The Griot is a central figure in many West African cultures. Historically, the Griot held many functions, including as a community historian, cultural critic, indigenous artist, and collective spokesperson. Borrowing from this rich tradition, the Bucknell University Griot Institute for Africana Studies and the Griot Project Book Series define the Griot as a metaphor for the academic and creative interdisciplinary exploration of the arts, literatures, and cultures of African America, Africa, and the African diaspora.

The publications of the Griot Project Series consist of scholarly monographs and creative works devoted to the interdisciplinary exploration of the aesthetic, artistic and cultural products and intellectual currents of historical and contemporary African America and of the African diaspora using narrative as a thematic and theoretical framework for the selection and execution of its projects.

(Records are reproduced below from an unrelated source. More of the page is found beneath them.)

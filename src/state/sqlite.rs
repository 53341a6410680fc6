//! SQLite-backed key-value store.
//!
//! Persists engine state across sessions in a small SQLite database with WAL
//! mode enabled. Change notifications are process-local: a broadcast fires on
//! every successful write through this store.

use async_trait::async_trait;
use std::fs::OpenOptions;
use std::io::ErrorKind;
use std::path::Path;
use tokio::sync::broadcast;

use chrono::Utc;
use log::{error, info};
use sqlx::SqlitePool;

use super::store::{StateStore, StoreChange};
use crate::error_handling::StoreError;

const CHANGE_CHANNEL_CAPACITY: usize = 64;

/// Key-value store persisted in a SQLite database file.
pub struct SqliteStore {
    pool: SqlitePool,
    changes: broadcast::Sender<StoreChange>,
}

impl SqliteStore {
    /// Opens (creating if needed) the store at `db_path`, enables WAL mode,
    /// and ensures the state table exists.
    pub async fn open(db_path: &Path) -> Result<Self, StoreError> {
        let db_path_str = db_path.to_string_lossy().to_string();
        match OpenOptions::new()
            .read(true)
            .write(true)
            .create_new(true)
            .open(&db_path_str)
        {
            Ok(_) => info!("State database file created."),
            Err(ref e) if e.kind() == ErrorKind::AlreadyExists => {
                info!("State database file already exists.")
            }
            Err(e) => {
                error!("Failed to create state database file: {e}");
                return Err(StoreError::FileCreationError(e.to_string()));
            }
        }

        let pool = SqlitePool::connect(&format!("sqlite:{}", db_path_str)).await?;

        sqlx::query("PRAGMA journal_mode=WAL")
            .execute(&pool)
            .await?;
        sqlx::query(
            "CREATE TABLE IF NOT EXISTS truthlens_state (
                key TEXT PRIMARY KEY,
                value TEXT NOT NULL,
                updated_at INTEGER NOT NULL
            )",
        )
        .execute(&pool)
        .await?;

        let (changes, _) = broadcast::channel(CHANGE_CHANNEL_CAPACITY);
        Ok(SqliteStore { pool, changes })
    }
}

#[async_trait]
impl StateStore for SqliteStore {
    async fn get(&self, key: &str) -> Result<Option<String>, StoreError> {
        let value: Option<String> =
            sqlx::query_scalar("SELECT value FROM truthlens_state WHERE key = ?")
                .bind(key)
                .fetch_optional(&self.pool)
                .await?;
        Ok(value)
    }

    async fn set(&self, key: &str, value: &str) -> Result<(), StoreError> {
        sqlx::query(
            "INSERT INTO truthlens_state (key, value, updated_at) VALUES (?, ?, ?)
             ON CONFLICT(key) DO UPDATE SET value = excluded.value, updated_at = excluded.updated_at",
        )
        .bind(key)
        .bind(value)
        .bind(Utc::now().timestamp_millis())
        .execute(&self.pool)
        .await?;

        let _ = self.changes.send(StoreChange {
            key: key.to_string(),
            value: value.to_string(),
        });
        Ok(())
    }

    fn subscribe(&self) -> broadcast::Receiver<StoreChange> {
        self.changes.subscribe()
    }
}
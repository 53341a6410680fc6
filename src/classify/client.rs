//! Remote classification client.
//!
//! Wraps the analysis backend behind a never-failing `classify` call: cache
//! hit, successful backend response, or the cached `uncertain` fallback. All
//! transport and parse failures are recovered locally, logged, and counted.

use std::sync::Arc;

use anyhow::{Context, Result};
use log::{debug, warn};

use super::cache::{fingerprint, ClassificationCache};
use super::types::{AnalyzeRequest, AnalyzeResponse, Classification};
use crate::config::ANALYZE_PATH;
use crate::error_handling::{ScanEvent, ScanStats};
use crate::extract::ProductRecord;

/// Fail-soft classification client with a bounded fingerprint cache.
pub struct Classifier {
    client: reqwest::Client,
    endpoint: String,
    cache: ClassificationCache,
    stats: Arc<ScanStats>,
}

impl Classifier {
    /// Creates a classifier targeting `api_base` (the `/analyze-product` path
    /// is appended) with a cache bounded to `cache_capacity` fingerprints.
    pub fn new(
        client: reqwest::Client,
        api_base: &str,
        cache_capacity: usize,
        stats: Arc<ScanStats>,
    ) -> Self {
        Classifier {
            client,
            endpoint: format!("{}{}", api_base.trim_end_matches('/'), ANALYZE_PATH),
            cache: ClassificationCache::new(cache_capacity),
            stats,
        }
    }

    /// Classifies a product record.
    ///
    /// At most one backend call is issued per distinct fingerprint for the
    /// engine's lifetime; later calls with the same fingerprint return the
    /// cached result even when other record fields differ. Never raises: all
    /// failure paths resolve to a usable fallback result, which is itself
    /// cached so an unreachable backend is not retried per element.
    pub async fn classify(&self, record: &ProductRecord) -> Classification {
        let key = fingerprint(record);

        if let Some(hit) = self.cache.get(&key) {
            self.stats.increment(ScanEvent::CacheHit);
            debug!("classification cache hit for '{}'", key);
            return hit;
        }

        let classification = match self.request(record).await {
            Ok(result) => {
                self.stats.increment(ScanEvent::ElementClassified);
                result
            }
            Err(e) => {
                self.stats.increment(ScanEvent::TransportFailure);
                warn!("Backend analysis failed for '{}': {:#}", key, e);
                Classification::fallback(format!("{e:#}"))
            }
        };

        self.cache.put(key, classification.clone());
        classification
    }

    /// Number of cached fingerprints.
    pub fn cached_fingerprints(&self) -> usize {
        self.cache.len()
    }

    async fn request(&self, record: &ProductRecord) -> Result<Classification> {
        let response = self
            .client
            .post(&self.endpoint)
            .json(&AnalyzeRequest::from(record))
            .send()
            .await
            .context("Failed to reach analysis backend")?
            .error_for_status()
            .context("Analysis backend returned an error status")?;

        let body: AnalyzeResponse = response
            .json()
            .await
            .context("Failed to parse analysis response body")?;

        Ok(Classification::from(body))
    }
}
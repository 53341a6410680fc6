//! Owned mutable page model.
//!
//! The engine operates on a DOM it owns, parsed with `scraper` and mutated
//! through the `ego_tree` arena underneath it. The host (CLI, tests, or an
//! embedding) appends fragments and the engine writes marker attributes and
//! badge elements into the same tree. Node identity (`ego_tree::NodeId`) is
//! stable across mutations, which makes it usable as a non-owning key for the
//! processed-element side table: detached nodes keep their id but hold no
//! engine-side ownership.
//!
//! All mutation operations are infallible from the caller's perspective:
//! operations on missing or non-element nodes are silent no-ops.

use ego_tree::{NodeId, NodeRef, Tree};
use scraper::{ElementRef, Html, Node, Selector};
use std::sync::LazyLock;

use crate::utils::parse_selector_unsafe;

static BODY_SELECTOR: LazyLock<Selector> =
    LazyLock::new(|| parse_selector_unsafe("body", "page body lookup"));

// Attribute donor element; attributes are grafted onto targets from a parsed
// fragment so keys carry the exact interned names the parser produces.
static DONOR_SELECTOR: LazyLock<Selector> =
    LazyLock::new(|| parse_selector_unsafe("i", "attribute donor lookup"));

/// Escapes text for inclusion in an HTML fragment.
pub fn html_escape(input: &str) -> String {
    let mut out = String::with_capacity(input.len());
    for c in input.chars() {
        match c {
            '&' => out.push_str("&amp;"),
            '<' => out.push_str("&lt;"),
            '>' => out.push_str("&gt;"),
            '"' => out.push_str("&quot;"),
            '\'' => out.push_str("&#39;"),
            _ => out.push(c),
        }
    }
    out
}

/// Recursively copies `src` (from another tree) under `dest`, returning the
/// id of the copied root.
fn graft(tree: &mut Tree<Node>, dest: NodeId, src: NodeRef<'_, Node>) -> Option<NodeId> {
    let new_id = {
        let mut dest_node = tree.get_mut(dest)?;
        dest_node.append(src.value().clone()).id()
    };
    for child in src.children() {
        graft(tree, new_id, child);
    }
    Some(new_id)
}

/// A product-listing page owned by the engine.
///
/// Wraps a parsed HTML document plus the page URL it was loaded from. The
/// URL's host drives site-profile resolution and is reported as the source
/// URL of every extracted product record.
pub struct PageDom {
    html: Html,
    url: String,
}

impl PageDom {
    /// Parses `html` into a page model associated with `url`.
    pub fn parse(html: &str, url: &str) -> Self {
        PageDom {
            html: Html::parse_document(html),
            url: url.to_string(),
        }
    }

    /// The URL this page was loaded from.
    pub fn url(&self) -> &str {
        &self.url
    }

    /// The host portion of the page URL, lowercased. Falls back to the raw
    /// URL string when it does not parse as an absolute URL.
    pub fn host(&self) -> String {
        url::Url::parse(&self.url)
            .ok()
            .and_then(|u| u.host_str().map(|h| h.to_lowercase()))
            .unwrap_or_else(|| self.url.to_lowercase())
    }

    /// Returns the ids of all elements matching `selector`, in document order.
    pub fn select_ids(&self, selector: &Selector) -> Vec<NodeId> {
        self.html.select(selector).map(|el| el.id()).collect()
    }

    /// Returns the number of elements matching `selector`.
    pub fn count(&self, selector: &Selector) -> usize {
        self.html.select(selector).count()
    }

    /// Returns the ids of descendants of `id` matching `selector`.
    pub fn select_within(&self, id: NodeId, selector: &Selector) -> Vec<NodeId> {
        match self.element_ref(id) {
            Some(el) => el.select(selector).map(|m| m.id()).collect(),
            None => Vec::new(),
        }
    }

    /// Wraps `id` as an element reference, if it is a live element node.
    pub fn element_ref(&self, id: NodeId) -> Option<ElementRef<'_>> {
        self.html.tree.get(id).and_then(ElementRef::wrap)
    }

    /// Concatenated, trimmed text content of `id` and its descendants.
    pub fn text_of(&self, id: NodeId) -> String {
        self.element_ref(id)
            .map(|el| el.text().collect::<String>().trim().to_string())
            .unwrap_or_default()
    }

    /// Reads attribute `name` from element `id`.
    pub fn attr(&self, id: NodeId, name: &str) -> Option<String> {
        self.element_ref(id)
            .and_then(|el| el.value().attr(name).map(str::to_string))
    }

    /// Sets attribute `name="value"` on element `id`.
    ///
    /// Returns `false` (without raising) when the target is missing, not an
    /// element, or the attribute name is not parseable; marking detached or
    /// foreign nodes is a silent no-op by design of the processed tracker.
    pub fn set_attribute(&mut self, id: NodeId, name: &str, value: &str) -> bool {
        let donor = Html::parse_fragment(&format!("<i {}=\"{}\"></i>", name, html_escape(value)));
        let Some(donor_el) = donor.select(&DONOR_SELECTOR).next() else {
            return false;
        };
        let Some((key, val)) = donor_el
            .value()
            .attrs
            .iter()
            .next()
            .map(|(k, v)| (k.clone(), v.clone()))
        else {
            return false;
        };
        match self.html.tree.get_mut(id) {
            Some(mut node) => {
                if let Node::Element(el) = node.value() {
                    if let Some(existing) = el.attrs.iter_mut().find(|(k, _)| *k == key) {
                        existing.1 = val;
                    } else {
                        el.attrs.push((key, val));
                    }
                    true
                } else {
                    false
                }
            }
            None => false,
        }
    }

    /// Removes attribute `name` from element `id`, if present.
    pub fn remove_attribute(&mut self, id: NodeId, name: &str) {
        if let Some(mut node) = self.html.tree.get_mut(id) {
            if let Node::Element(el) = node.value() {
                el.attrs.retain(|(k, _)| &*k.local != name);
            }
        }
    }

    /// Returns the id of `id` itself or its nearest ancestor carrying
    /// attribute `name`.
    pub fn closest_with_attribute(&self, id: NodeId, name: &str) -> Option<NodeId> {
        let node = self.html.tree.get(id)?;
        std::iter::once(node)
            .chain(node.ancestors())
            .find_map(|n| {
                let el = ElementRef::wrap(n)?;
                el.value().attr(name).map(|_| n.id())
            })
    }

    /// Parses `html` as a fragment and appends its top-level nodes as children
    /// of `parent`. Returns the ids of the appended top-level elements.
    pub fn append_fragment(&mut self, parent: NodeId, html: &str) -> Vec<NodeId> {
        let fragment = Html::parse_fragment(html);
        let root = fragment.root_element();
        let mut added = Vec::new();
        for child in root.children() {
            let is_element = child.value().is_element();
            if let Some(id) = graft(&mut self.html.tree, parent, child) {
                if is_element {
                    added.push(id);
                }
            }
        }
        added
    }

    /// The id of the document's `<body>` element, if any.
    pub fn body_id(&self) -> Option<NodeId> {
        self.html.select(&BODY_SELECTOR).next().map(|el| el.id())
    }

    /// Appends a fragment to the document body, returning the first appended
    /// element id. Returns `None` when the document has no body.
    pub fn append_to_body(&mut self, html: &str) -> Option<NodeId> {
        let body = self.body_id()?;
        self.append_fragment(body, html).into_iter().next()
    }

    /// Replaces the children of element `id` with a single text node.
    pub fn set_text(&mut self, id: NodeId, text: &str) -> bool {
        let child_ids: Vec<NodeId> = match self.html.tree.get(id) {
            Some(node) => node.children().map(|c| c.id()).collect(),
            None => return false,
        };
        for cid in child_ids {
            self.detach(cid);
        }
        let fragment = Html::parse_fragment(&html_escape(text));
        let root = fragment.root_element();
        for child in root.children() {
            graft(&mut self.html.tree, id, child);
        }
        true
    }

    /// Detaches node `id` from the tree. Detached nodes keep their id but no
    /// longer appear in selector matches or text traversals.
    pub fn detach(&mut self, id: NodeId) {
        if let Some(mut node) = self.html.tree.get_mut(id) {
            node.detach();
        }
    }

    /// Whether node `id` is still reachable from the document root.
    pub fn is_attached(&self, id: NodeId) -> bool {
        let root = self.html.tree.root().id();
        match self.html.tree.get(id) {
            Some(node) => id == root || node.ancestors().any(|a| a.id() == root),
            None => false,
        }
    }
}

The series will be edited by the Director of the Bucknell University Griot Insitute, Carmen Gillespie, and considers potential publications in Africana studies from a wide range of disciplines.

The series aims to produce three books during each three-year period, beginning with the year 2011. Each book will be approximately 100-300 manuscript pages in length and will generally have a minimum 500-book print run. The audience for the books produced by the Griot Project Series will be academics, artists, and will include a lay audience, as well. We ask potential authors to submit for consideration works that have expanisve and inclusive appeal and significance.

The first two books forthcoming in the series are The Clearing: Forty Years With Toni Morrison, 1970-2010, edited by Carmen Gillespie, and In Media Res, edited by James Braxton Peterson. Subsequent titles will include a translation of Angele Kingue's novel Venus de Khalakanti, the edited collection I'll Be There: Scholarly and Artistic Reflections on the Meanings and Messages of Michael Jackson, and a poetry collection from the winner of the Griot-Stadler Prize for Poetry.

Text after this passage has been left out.